Затем стали играть в одни ворота. Носились по площадке, поскальзываясь на траве и окрашиваясь ее соком, толкались, старались обыграть друг друга и прорваться к воротам. И обмануть уже вратаря: протолкнуть мяч мимо, закатить между ног или с воплем и смехом влететь вместе с ним за линию гола.
Дриблинг всегда виделся Жене какой-то магией. Этим и поразил однажды футбол, который ему, еще мальчишке, казался вроде скучной игрой по телику. Просто в одном матче кто-то вдруг обвел сразу двоих и улизнул, оставив в дураках, – красиво и удивительно, как фокус. И Женек влюбился, загорелся. И, что делало его по-настоящему счастливым, магией этой он обладал.
Хватало пары неуловимых движений, чтобы оказаться с мячом за спиной соперника. То была какая-то чуйка, инстинкт. Ноги вытворяли это сами. Но только если голова опустошалась, а сердцем качался покой. А так и случалось после первой же удачной обводки. Мяч признавал в нем достойного и становился верным орудием его магии. Может, получалось так не всегда, но, если выходило, то Женя готов был играть бесконечно. Все, что его занимало, это проскользнуть, проскочить, просочиться к воротам, дразня мячом, но не отдавая. И, конечно, он не мог не грезить о гремящих стадионах и исторических финалах.
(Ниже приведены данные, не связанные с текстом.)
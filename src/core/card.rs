use serde::{Deserialize, Serialize};

use crate::core::id::denormalize;
use crate::core::types::{CardId, Rarity};

/// A single catalog entry
#[derive(Debug, Clone, PartialEq, Eq, Serialize, Deserialize)]
pub struct Card {
    /// Catalog (internal) ID
    pub id: CardId,

    pub rarity: Rarity,

    /// Raw title, usually `【card title】character name`
    pub title: String,

    /// Optional series/event tag
    #[serde(default, skip_serializing_if = "Option::is_none")]
    pub series: Option<String>,
}

impl Card {
    pub fn new(id: impl Into<CardId>, rarity: Rarity, title: impl Into<String>) -> Self {
        Self {
            id: id.into(),
            rarity,
            title: title.into(),
            series: None,
        }
    }

    #[must_use]
    pub fn with_series(mut self, series: impl Into<String>) -> Self {
        self.series = Some(series.into());
        self
    }

    /// ID in the player-facing numbering
    #[must_use]
    pub fn external_id(&self) -> CardId {
        denormalize(self.id)
    }

    #[must_use]
    pub fn is_high_rarity(&self) -> bool {
        self.rarity.is_high()
    }
}
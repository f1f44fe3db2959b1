use serde::{Deserialize, Serialize};
use thiserror::Error;

use crate::core::types::CardId;

/// Number of cards in a solution's fixed core
pub const QUAD_SIZE: usize = 4;

#[derive(Error, Debug, Clone, PartialEq, Eq)]
pub enum SolutionError {
    #[error("quad must contain exactly {QUAD_SIZE} cards, found {0}")]
    BadQuadLength(usize),

    #[error("support set is empty")]
    EmptySupport,
}

/// A precomputed deck: a fixed four-card core plus one card from the support set.
///
/// All IDs use the catalog's internal numbering.
#[derive(Debug, Clone, PartialEq, Eq, Serialize, Deserialize)]
#[serde(try_from = "SolutionRecord")]
pub struct Solution {
    pub quad: [CardId; QUAD_SIZE],

    /// Any one of these fills the remaining slot
    support_set: Vec<CardId>,

    #[serde(default, skip_serializing_if = "Vec::is_empty")]
    pub tags: Vec<String>,

    #[serde(default, skip_serializing_if = "Vec::is_empty")]
    pub colors: Vec<String>,
}

/// Unchecked serialized form of [`Solution`]
#[derive(Deserialize)]
struct SolutionRecord {
    quad: [CardId; QUAD_SIZE],
    support_set: Vec<CardId>,
    #[serde(default)]
    tags: Vec<String>,
    #[serde(default)]
    colors: Vec<String>,
}

impl TryFrom<SolutionRecord> for Solution {
    type Error = SolutionError;

    fn try_from(record: SolutionRecord) -> Result<Self, Self::Error> {
        Ok(Self::new(record.quad, record.support_set)?
            .with_tags(record.tags)
            .with_colors(record.colors))
    }
}

impl Solution {
    /// Build a solution, rejecting an empty support set.
    ///
    /// # Errors
    ///
    /// Returns `SolutionError::EmptySupport` if `support_set` is empty.
    pub fn new(quad: [CardId; QUAD_SIZE], support_set: Vec<CardId>) -> Result<Self, SolutionError> {
        if support_set.is_empty() {
            return Err(SolutionError::EmptySupport);
        }
        Ok(Self {
            quad,
            support_set,
            tags: Vec::new(),
            colors: Vec::new(),
        })
    }

    /// Build a solution from loosely-typed lists.
    ///
    /// # Errors
    ///
    /// Returns `SolutionError::BadQuadLength` unless `quad` has exactly four
    /// entries, or `SolutionError::EmptySupport` for an empty support set.
    pub fn from_lists(quad: &[CardId], support_set: Vec<CardId>) -> Result<Self, SolutionError> {
        let quad: [CardId; QUAD_SIZE] = quad
            .try_into()
            .map_err(|_| SolutionError::BadQuadLength(quad.len()))?;
        Self::new(quad, support_set)
    }

    #[must_use]
    pub fn with_tags(mut self, tags: Vec<String>) -> Self {
        self.tags = tags;
        self
    }

    #[must_use]
    pub fn with_colors(mut self, colors: Vec<String>) -> Self {
        self.colors = colors;
        self
    }

    /// Never empty
    #[must_use]
    pub fn support_set(&self) -> &[CardId] {
        &self.support_set
    }
}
Женек обводил Колю, убегал от Митьки. Раз, два – и проскакивал мимо, юркий, как олимпийский горнолыжник, быстрый, как шулер. И забивал, потому что не надо было лупить со всей силы. Поначалу ребята отнеслись к этим фокусам серьезно. Мол, ладно, сейчас как соберусь, как включусь на максимум, сразу остановлю этого «мистера крутого». Встречали с напряженными лицами, настырно дышали, пыхтели, выкидывали ноги, думая опередить, предугадать.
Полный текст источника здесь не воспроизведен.